◆ **Exercise instructions**
Search the records that follow and extract every line containing the string "impl".

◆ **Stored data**
*** Begin section ***
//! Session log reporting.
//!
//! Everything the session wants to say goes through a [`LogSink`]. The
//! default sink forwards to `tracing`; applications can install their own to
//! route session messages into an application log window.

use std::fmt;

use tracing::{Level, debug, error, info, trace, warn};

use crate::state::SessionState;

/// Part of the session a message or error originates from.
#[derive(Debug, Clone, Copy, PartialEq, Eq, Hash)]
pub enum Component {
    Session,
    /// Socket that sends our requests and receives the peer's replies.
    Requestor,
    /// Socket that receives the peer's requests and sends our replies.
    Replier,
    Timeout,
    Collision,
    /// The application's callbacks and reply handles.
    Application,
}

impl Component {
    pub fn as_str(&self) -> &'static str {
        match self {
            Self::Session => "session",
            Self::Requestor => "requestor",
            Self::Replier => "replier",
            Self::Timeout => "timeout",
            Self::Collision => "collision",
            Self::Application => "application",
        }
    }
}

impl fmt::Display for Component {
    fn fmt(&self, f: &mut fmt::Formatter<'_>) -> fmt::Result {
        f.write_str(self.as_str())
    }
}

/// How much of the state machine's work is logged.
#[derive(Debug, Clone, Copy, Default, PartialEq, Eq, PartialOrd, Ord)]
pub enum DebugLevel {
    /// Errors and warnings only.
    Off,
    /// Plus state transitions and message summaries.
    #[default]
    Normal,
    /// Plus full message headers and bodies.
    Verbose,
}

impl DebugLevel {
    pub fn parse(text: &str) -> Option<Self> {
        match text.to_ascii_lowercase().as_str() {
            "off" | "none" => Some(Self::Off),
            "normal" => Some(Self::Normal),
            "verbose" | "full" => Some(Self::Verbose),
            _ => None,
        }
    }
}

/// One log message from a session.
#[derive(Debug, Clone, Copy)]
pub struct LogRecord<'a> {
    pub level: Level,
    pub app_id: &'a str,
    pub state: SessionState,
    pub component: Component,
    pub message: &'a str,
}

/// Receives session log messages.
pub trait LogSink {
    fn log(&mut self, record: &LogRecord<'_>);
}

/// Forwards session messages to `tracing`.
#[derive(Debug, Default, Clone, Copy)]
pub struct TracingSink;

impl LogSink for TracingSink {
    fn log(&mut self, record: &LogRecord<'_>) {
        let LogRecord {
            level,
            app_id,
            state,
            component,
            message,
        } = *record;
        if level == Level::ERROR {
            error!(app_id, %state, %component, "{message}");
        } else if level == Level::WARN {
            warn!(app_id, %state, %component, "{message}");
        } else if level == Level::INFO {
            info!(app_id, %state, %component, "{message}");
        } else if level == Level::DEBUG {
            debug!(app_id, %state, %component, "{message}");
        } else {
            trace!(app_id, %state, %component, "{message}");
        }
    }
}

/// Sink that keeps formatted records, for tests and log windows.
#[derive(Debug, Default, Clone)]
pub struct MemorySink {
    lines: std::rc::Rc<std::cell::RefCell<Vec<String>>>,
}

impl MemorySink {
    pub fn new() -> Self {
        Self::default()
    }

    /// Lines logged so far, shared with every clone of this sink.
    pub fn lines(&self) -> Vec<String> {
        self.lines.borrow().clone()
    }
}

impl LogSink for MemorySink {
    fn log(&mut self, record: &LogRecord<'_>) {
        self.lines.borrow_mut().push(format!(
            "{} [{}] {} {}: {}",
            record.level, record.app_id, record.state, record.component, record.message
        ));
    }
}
*** End section ***
*** Begin section ***
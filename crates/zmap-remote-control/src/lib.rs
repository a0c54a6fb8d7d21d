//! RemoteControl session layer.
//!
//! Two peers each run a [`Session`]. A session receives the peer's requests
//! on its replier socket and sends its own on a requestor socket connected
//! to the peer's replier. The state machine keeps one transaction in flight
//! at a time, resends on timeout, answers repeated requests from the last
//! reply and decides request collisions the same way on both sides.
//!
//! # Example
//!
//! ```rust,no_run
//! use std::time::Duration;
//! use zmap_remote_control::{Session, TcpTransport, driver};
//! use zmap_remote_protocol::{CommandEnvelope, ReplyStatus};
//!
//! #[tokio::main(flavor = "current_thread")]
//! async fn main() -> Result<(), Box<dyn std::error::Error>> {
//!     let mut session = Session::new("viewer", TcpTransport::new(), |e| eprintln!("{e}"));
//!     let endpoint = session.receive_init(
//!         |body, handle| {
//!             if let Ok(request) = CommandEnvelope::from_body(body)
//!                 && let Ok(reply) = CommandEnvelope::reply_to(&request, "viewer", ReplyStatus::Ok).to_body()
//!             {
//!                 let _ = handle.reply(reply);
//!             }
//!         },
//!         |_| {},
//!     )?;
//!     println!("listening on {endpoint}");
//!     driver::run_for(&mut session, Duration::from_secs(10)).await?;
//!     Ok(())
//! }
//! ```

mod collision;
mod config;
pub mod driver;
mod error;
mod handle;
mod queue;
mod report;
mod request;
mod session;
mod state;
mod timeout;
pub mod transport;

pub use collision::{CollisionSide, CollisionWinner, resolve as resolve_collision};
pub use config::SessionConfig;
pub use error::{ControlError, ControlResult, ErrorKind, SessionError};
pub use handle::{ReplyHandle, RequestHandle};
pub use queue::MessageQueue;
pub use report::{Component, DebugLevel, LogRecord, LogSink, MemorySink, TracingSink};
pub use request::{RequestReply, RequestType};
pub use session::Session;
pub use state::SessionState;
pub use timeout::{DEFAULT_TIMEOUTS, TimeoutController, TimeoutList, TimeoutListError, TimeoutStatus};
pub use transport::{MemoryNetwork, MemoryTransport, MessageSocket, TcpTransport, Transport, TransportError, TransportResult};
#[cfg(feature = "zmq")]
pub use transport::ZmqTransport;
*** End section ***
◆ **Exercise answer**
impl Component {
impl fmt::Display for Component {
impl DebugLevel {
impl LogSink for TracingSink {
impl MemorySink {
impl LogSink for MemorySink {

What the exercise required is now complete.